Hoy, el Maloja Palace ya no es un “palace”, sino una residencia hotelera de cuatro estrellas: todo lo que queda de su Edad de oro son sus fachadas exteriores cuidadosamente reformadas y su escalera monumental; la mayoría de su decoración interior ha desaparecido para dar paso a habitaciones muy confortables pero sin estilo. En cambio, el Waldhaus, con sus tradiciones perennes, sus fieles clientes y su estrategia de renovación paulatina y prudente ha logrado evitar las modernizaciones brutales y conservar en gran parte su decoración primitiva hasta que ésta volvió a estar de moda. Por lo cual el ICOMOS suizo le otorgó el premio de “hotel histórico del año”, lo que le permite ofrecer a sus huéspedes tres tipos de habitaciones: las “modernas” (renovadas en 1980 y 1990), las “clásicas” (actualizadas en los años 1960/70) y las “nostálgicas”, o sea las que el hotel no ha renovado y que ahora, desde luego, permanecerán en ese estado de principios del siglo XX, por ser “históricas”.

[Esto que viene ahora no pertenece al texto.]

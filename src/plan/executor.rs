//! Plan-and-Execute 策略
//!
//! 阶段 1：一次模型调用得到完整计划；阶段 2：按顺序经注册表执行。
//! 某步失败时，除非其 observation 属于「信息性失败」，否则立即中止。
//! 成功条件：计划非空、执行步数等于计划长度、每步 ok 或信息性失败，且最后一步 ok
//! （最后一步只是带回线索而没有完成目标时仍算失败）。

use std::sync::Arc;

use serde::{Deserialize, Serialize};

use crate::actions::ActionRegistry;
use crate::core::{AgentError, RunContext, Trace};
use crate::llm::LlmClient;
use crate::memory::Message;
use crate::observability::{metered_complete, CallKind};
use crate::plan::{parse_plan, AbortPolicy, Plan};
use crate::react::prompts;

#[derive(Debug, Clone, PartialEq, Serialize, Deserialize)]
pub struct PlanOutcome {
    pub plan: Plan,
    pub trace: Trace,
    pub success: bool,
    /// 中止时所在步骤（从 1 开始）
    pub aborted_at: Option<usize>,
    pub final_output: String,
}

pub struct PlanAndExecute {
    llm: Arc<dyn LlmClient>,
    registry: Arc<ActionRegistry>,
    policy: AbortPolicy,
    system_prompt: String,
}

impl PlanAndExecute {
    pub fn new(llm: Arc<dyn LlmClient>, registry: Arc<ActionRegistry>, policy: AbortPolicy) -> Self {
        let system_prompt = prompts::planning_system_prompt(&registry.describe());
        Self {
            llm,
            registry,
            policy,
            system_prompt,
        }
    }

    /// 计划阶段：一次计量调用 + 解析
    pub async fn make_plan(&self, task: &str, ctx: &mut RunContext) -> Result<Plan, AgentError> {
        let messages = vec![
            Message::system(self.system_prompt.clone()),
            Message::user(prompts::planning_user_prompt(task)),
        ];
        let (response, _) =
            metered_complete(self.llm.as_ref(), &messages, CallKind::Planning, &mut ctx.telemetry).await?;
        let plan = parse_plan(&response.content)?;
        tracing::info!(steps = plan.len(), "plan generated");
        for (i, step) in plan.steps.iter().enumerate() {
            tracing::debug!(step = i + 1, action = %step.action, args = %step.args, "planned step");
        }
        Ok(plan)
    }

    /// 执行阶段：按顺序执行，按中止策略决定是否继续
    pub async fn execute(&self, plan: Plan, ctx: &RunContext) -> PlanOutcome {
        let mut trace = Trace::new();
        let mut aborted_at = None;

        for (i, step) in plan.steps.iter().enumerate() {
            if ctx.is_cancelled() {
                tracing::info!(step = i + 1, "plan execution cancelled");
                aborted_at = Some(i + 1);
                break;
            }
            let args = self.registry.normalize_input(&step.action, step.args.clone());
            let result = self.registry.invoke(&step.action, &args).await;
            let proceed = self.policy.should_continue(&result);
            if !result.ok && proceed {
                tracing::info!(step = i + 1, observation = %result.observation, "informative failure, continuing");
            }
            trace.push(step.action.clone(), args, result, None);
            if !proceed {
                tracing::info!(step = i + 1, total = plan.len(), "plan aborted");
                aborted_at = Some(i + 1);
                break;
            }
        }

        let success = self.is_success(&plan, &trace);
        let final_output = summarize(&plan, &trace, success, aborted_at);
        PlanOutcome {
            plan,
            trace,
            success,
            aborted_at,
            final_output,
        }
    }

    fn is_success(&self, plan: &Plan, trace: &Trace) -> bool {
        !plan.is_empty()
            && trace.len() == plan.len()
            && trace.last().map(|s| s.result.ok).unwrap_or(false)
            && trace
                .steps()
                .iter()
                .all(|s| s.result.ok || self.policy.is_informative(&s.result.observation))
    }

    pub async fn run(&self, task: &str, ctx: &mut RunContext) -> Result<PlanOutcome, AgentError> {
        if ctx.is_cancelled() {
            return Err(AgentError::Cancelled);
        }
        let plan = self.make_plan(task, ctx).await?;
        Ok(self.execute(plan, ctx).await)
    }
}

fn summarize(plan: &Plan, trace: &Trace, success: bool, aborted_at: Option<usize>) -> String {
    let last = trace.last().map(|s| s.result.observation.as_str()).unwrap_or("");
    if plan.is_empty() {
        "The plan was empty, no action was taken.".to_string()
    } else if success {
        format!("Task completed: executed {} of {} planned steps. {}", trace.len(), plan.len(), last)
    } else if let Some(step) = aborted_at {
        format!("Plan failed at step {} of {}: {}", step, plan.len(), last)
    } else {
        format!(
            "Plan finished without reaching the goal after {} steps: {}",
            trace.len(),
            last
        )
    }
}

#[cfg(test)]
mod tests {
    use super::*;
    use crate::actions::{ActionResult, ActionSpec, ArgType, ResponseShape};
    use crate::config::PlanSection;
    use crate::llm::MockLlmClient;

    fn registry() -> Arc<ActionRegistry> {
        let mut reg = ActionRegistry::new();
        reg.register_fn(
            ActionSpec::new("go_to_place", "").required("location", ArgType::Str),
            |_| Ok(ResponseShape::Flag(true)),
        )
        .register_fn(ActionSpec::new("find_person", "").required("name", ArgType::Str), |_| {
            Ok(ResponseShape::Shaped(ActionResult::fail("Tomas is in the living room")))
        })
        .register_fn(ActionSpec::new("open_door", ""), |_| {
            Ok(ResponseShape::Shaped(ActionResult::fail("the door is locked")))
        })
        .register_fn(ActionSpec::new("talk", "").required("text", ArgType::Str), |_| {
            Ok(ResponseShape::Flag(true))
        });
        Arc::new(reg)
    }

    fn strategy(plan_json: &str) -> (Arc<MockLlmClient>, PlanAndExecute) {
        let mock = Arc::new(MockLlmClient::scripted([plan_json]));
        let policy = AbortPolicy::from_patterns(&PlanSection::default().informative_failure_patterns).unwrap();
        let s = PlanAndExecute::new(mock.clone(), registry(), policy);
        (mock, s)
    }

    #[tokio::test]
    async fn test_single_step_success() {
        let (_, s) = strategy(r#"{"steps": [{"action": "go_to_place", "args": {"location": "kitchen"}}]}"#);
        let mut ctx = RunContext::new();
        let out = s.run("go to the kitchen", &mut ctx).await.unwrap();
        assert!(out.success);
        assert_eq!(out.trace.len(), 1);
        assert!(out.final_output.starts_with("Task completed"));
        assert_eq!(ctx.telemetry.summary().detail[0].kind, CallKind::Planning);
    }

    #[tokio::test]
    async fn test_dead_end_aborts() {
        let (_, s) = strategy(
            r#"{"steps": [{"action": "go_to_place", "args": {"location": "hall"}},
                          {"action": "open_door", "args": {}},
                          {"action": "talk", "args": {"text": "hi"}}]}"#,
        );
        let mut ctx = RunContext::new();
        let out = s.run("t", &mut ctx).await.unwrap();
        assert!(!out.success);
        assert_eq!(out.trace.len(), 2);
        assert_eq!(out.aborted_at, Some(2));
    }

    #[tokio::test]
    async fn test_informative_failure_continues() {
        let (_, s) = strategy(
            r#"[{"action": "find_person", "args": {"name": "Tomas"}},
               {"action": "talk", "args": {"text": "hello"}}]"#,
        );
        let mut ctx = RunContext::new();
        let out = s.run("t", &mut ctx).await.unwrap();
        assert_eq!(out.trace.len(), 2);
        assert!(out.success);
        assert_eq!(out.aborted_at, None);
    }

    #[tokio::test]
    async fn test_informative_last_step_is_not_success() {
        let (_, s) = strategy(
            r#"[{"action": "go_to_place", "args": {"location": "kitchen"}},
               {"action": "find_person", "args": {"name": "Tomas"}}]"#,
        );
        let mut ctx = RunContext::new();
        let out = s.run("find Tomas", &mut ctx).await.unwrap();
        assert_eq!(out.trace.len(), 2);
        assert!(!out.success);
        assert!(out.final_output.starts_with("Plan finished without reaching the goal"));
    }

    #[tokio::test]
    async fn test_empty_and_invalid_plans() {
        let (_, s) = strategy(r#"{"steps": []}"#);
        let mut ctx = RunContext::new();
        let out = s.run("t", &mut ctx).await.unwrap();
        assert!(!out.success);
        assert!(out.trace.is_empty());

        let (_, s) = strategy("I refuse to plan");
        let err = s.run("t", &mut RunContext::new()).await.unwrap_err();
        assert!(matches!(err, AgentError::PlanError(_)));
    }
}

El Waldhaus, aunque es un hotel de lujo, nunca ha tenido la decoración que le correspondía, sino que ha apostado por la sobriedad montañera. Este no fue el caso del Kronenhof, en Pontresina, a menos de 20 km de allí.

Nacido en 1851, al principio albergue para turistas, el Kronenhof ya contaba con 50 habitaciones en 1870, 154 habitaciones en 1886; fue en ese momento cuando lo dotaron de la gran decoración de sus salones y de las pinturas del comedor. Esta decoración fue restaurada en 2006, al tiempo que se creaban 29 habitaciones más, un espacio piscina / spa de 1500m2 modernísimo y un garaje de dos plantas en sótano, siendo la inversión total de 37 millones de francos suizos, realizada por su nuevo propietario desde 2004, la “AG Grandhotels Engadinerkulm“, sociedad propietaria de otro “palace” histórico, el famoso Kulmde St. Moritz : recordemos que en 1864, el director del Kulm, Johannes Badrutt, se hizo famoso por su apuesta, cuando, para incitar a los huéspedes británicos a que volvieran en invierno, les prometió devolverles el precio de la estancia si no había sol, y lanzó de esta forma la temporada de invierno en los Alpes.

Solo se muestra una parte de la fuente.